Date: Sat, 22 Aug 2020 15:38:02 UTC

Severity: normal

Tags: notabug

Done: Eric Blake <eblake <at> redhat.com>

Bug is archived. No further changes may be made.

To add a comment to this bug, you must first unarchive it, by sending
a message to control AT debbugs.gnu.org, with unarchive 42986 in the body.
You can then email your comments to 42986 AT debbugs.gnu.org in the normal way.

Toggle the display of automated, internal messages from the tracker.

View this report as an mbox folder, status mbox, maintainer mbox


Report forwarded to bug-coreutils <at> gnu.org:
bug#42986; Package coreutils. (Sat, 22 Aug 2020 15:38:02 GMT) Full text and rfc822 format available.

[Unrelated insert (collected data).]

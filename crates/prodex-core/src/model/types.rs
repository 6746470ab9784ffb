use serde::{Deserialize, Serialize};

use super::association::Association;
use super::attribute::Attribute;

/// Which of the twin hierarchies a type belongs to
#[derive(Debug, Clone, Copy, PartialEq, Eq, Hash, Serialize, Deserialize)]
#[serde(rename_all = "snake_case")]
pub enum TypeKind {
    /// Policy-side type (instances are contracts/coverages)
    Policy,
    /// Product-side type (instances are product components)
    Product,
}

impl TypeKind {
    pub fn as_str(&self) -> &'static str {
        match self {
            TypeKind::Policy => "policy",
            TypeKind::Product => "product",
        }
    }

    /// The kind of the twin hierarchy
    pub fn twin(&self) -> TypeKind {
        match self {
            TypeKind::Policy => TypeKind::Product,
            TypeKind::Product => TypeKind::Policy,
        }
    }
}

/// Type - a node in the policy or product type hierarchy
///
/// Owns its attributes, associations and methods. The supertype and the
/// configured twin are name-based references resolved through the project
/// index at use time.
#[derive(Debug, Clone, PartialEq, Serialize, Deserialize)]
pub struct Type {
    /// Qualified name, unique within the index (e.g. `motor.MotorPolicy`)
    pub qualified_name: String,

    /// Policy or product side
    pub kind: TypeKind,

    /// Project that owns this type
    #[serde(default)]
    pub project: String,

    /// Qualified name of the supertype, if any
    #[serde(default)]
    pub supertype: Option<String>,

    #[serde(default)]
    pub is_abstract: bool,

    /// Qualified name of the twin type (policy -> product, product -> policy)
    #[serde(default)]
    pub configures: Option<String>,

    #[serde(default)]
    pub attributes: Vec<Attribute>,

    #[serde(default)]
    pub associations: Vec<Association>,

    #[serde(default)]
    pub methods: Vec<Method>,
}

impl Type {
    /// Create a new concrete type without supertype, twin or parts
    pub fn new(qualified_name: impl Into<String>, kind: TypeKind) -> Self {
        Self {
            qualified_name: qualified_name.into(),
            kind,
            project: String::new(),
            supertype: None,
            is_abstract: false,
            configures: None,
            attributes: Vec::new(),
            associations: Vec::new(),
            methods: Vec::new(),
        }
    }

    /// Name without the package prefix
    pub fn unqualified_name(&self) -> &str {
        self.qualified_name
            .rsplit('.')
            .next()
            .unwrap_or(&self.qualified_name)
    }

    pub fn has_supertype(&self) -> bool {
        self.supertype.is_some()
    }

    /// A type is configurable when it is linked to a twin type
    pub fn is_configurable(&self) -> bool {
        self.configures.is_some()
    }

    pub fn attribute(&self, name: &str) -> Option<&Attribute> {
        self.attributes.iter().find(|a| a.name == name)
    }

    /// Own association by singular role name
    pub fn association(&self, role_singular: &str) -> Option<&Association> {
        self.associations
            .iter()
            .find(|a| a.target_role_singular == role_singular)
    }

    pub fn method(&self, name: &str) -> Option<&Method> {
        self.methods.iter().find(|m| m.name == name)
    }

    /// Own formula signature by name
    pub fn formula_signature(&self, name: &str) -> Option<&Method> {
        self.methods
            .iter()
            .find(|m| m.formula_signature && m.name == name)
    }

    pub fn add_attribute(&mut self, attribute: Attribute) {
        self.attributes.push(attribute);
    }

    pub fn add_association(&mut self, association: Association) {
        self.associations.push(association);
    }

    pub fn add_method(&mut self, method: Method) {
        self.methods.push(method);
    }
}

/// A method parameter (name + datatype reference)
#[derive(Debug, Clone, PartialEq, Eq, Serialize, Deserialize)]
pub struct Parameter {
    pub name: String,
    pub datatype: String,
}

impl Parameter {
    pub fn new(name: impl Into<String>, datatype: impl Into<String>) -> Self {
        Self {
            name: name.into(),
            datatype: datatype.into(),
        }
    }
}

/// Method declared on a type
///
/// On product types a method flagged as `formula_signature` declares a
/// formula: product components supply its expression and the parameters are
/// what that expression may reference.
#[derive(Debug, Clone, PartialEq, Serialize, Deserialize)]
pub struct Method {
    pub name: String,

    /// Result datatype
    pub datatype: String,

    #[serde(default)]
    pub parameters: Vec<Parameter>,

    #[serde(default)]
    pub formula_signature: bool,
}

impl Method {
    pub fn new(name: impl Into<String>, datatype: impl Into<String>) -> Self {
        Self {
            name: name.into(),
            datatype: datatype.into(),
            parameters: Vec::new(),
            formula_signature: false,
        }
    }

    /// Create a formula signature with the given parameters
    pub fn formula(
        name: impl Into<String>,
        datatype: impl Into<String>,
        parameters: Vec<Parameter>,
    ) -> Self {
        Self {
            name: name.into(),
            datatype: datatype.into(),
            parameters,
            formula_signature: true,
        }
    }
}
use prodex_store::SqliteComponentRepo;
use std::path::PathBuf;
use tempfile::TempDir;

/// Path of a file under tests/fixtures
#[allow(dead_code)]
pub fn fixture(name: &str) -> PathBuf {
    PathBuf::from(env!("CARGO_MANIFEST_DIR"))
        .join("tests")
        .join("fixtures")
        .join(name)
}

/// Repository in a fresh temporary directory; keep the TempDir alive
#[allow(dead_code)]
pub fn temp_repo() -> (TempDir, SqliteComponentRepo) {
    let dir = TempDir::new().expect("Failed to create temp dir");
    let repo = SqliteComponentRepo::open(dir.path().join("components.db"))
        .expect("Failed to open repository");
    (dir, repo)
}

Acknowledgement sent to "Wolter H. V." <wolterhv <at> gmx.de>:
New bug report received and forwarded. Copy sent to bug-coreutils <at> gnu.org. (Sat, 22 Aug 2020 15:38:02 GMT) Full text and rfc822 format available.

Message #5 received at submit <at> debbugs.gnu.org (full text, mbox):

From: "Wolter H. V." <wolterhv <at> gmx.de>
To: bug-coreutils <at> gnu.org
Subject: sort: possible bug when sorting special characters
Date: Sat, 22 Aug 2020 12:46:19 +0100
The following commands:

    echo 'Pará,9\nParacito,0' | sort --field-separator=, -k1

and

    echo 'Pará,Z\nParacito,A' | sort --field-separator=, -k1

give

    Pará,9
    Paracito,0

and

    Paracito,A
    Pará,Z

respectively.

Sorting the string 'á\na' results in 'a\ná', so I would expect the commands above to put Paracito before Pará, but this is not the case for the first command. Why is that?

Regards,

Wolter HV





Information forwarded to bug-coreutils <at> gnu.org:
bug#42986; Package coreutils. (Sat, 22 Aug 2020 15:52:01 GMT) Full text and rfc822 format available.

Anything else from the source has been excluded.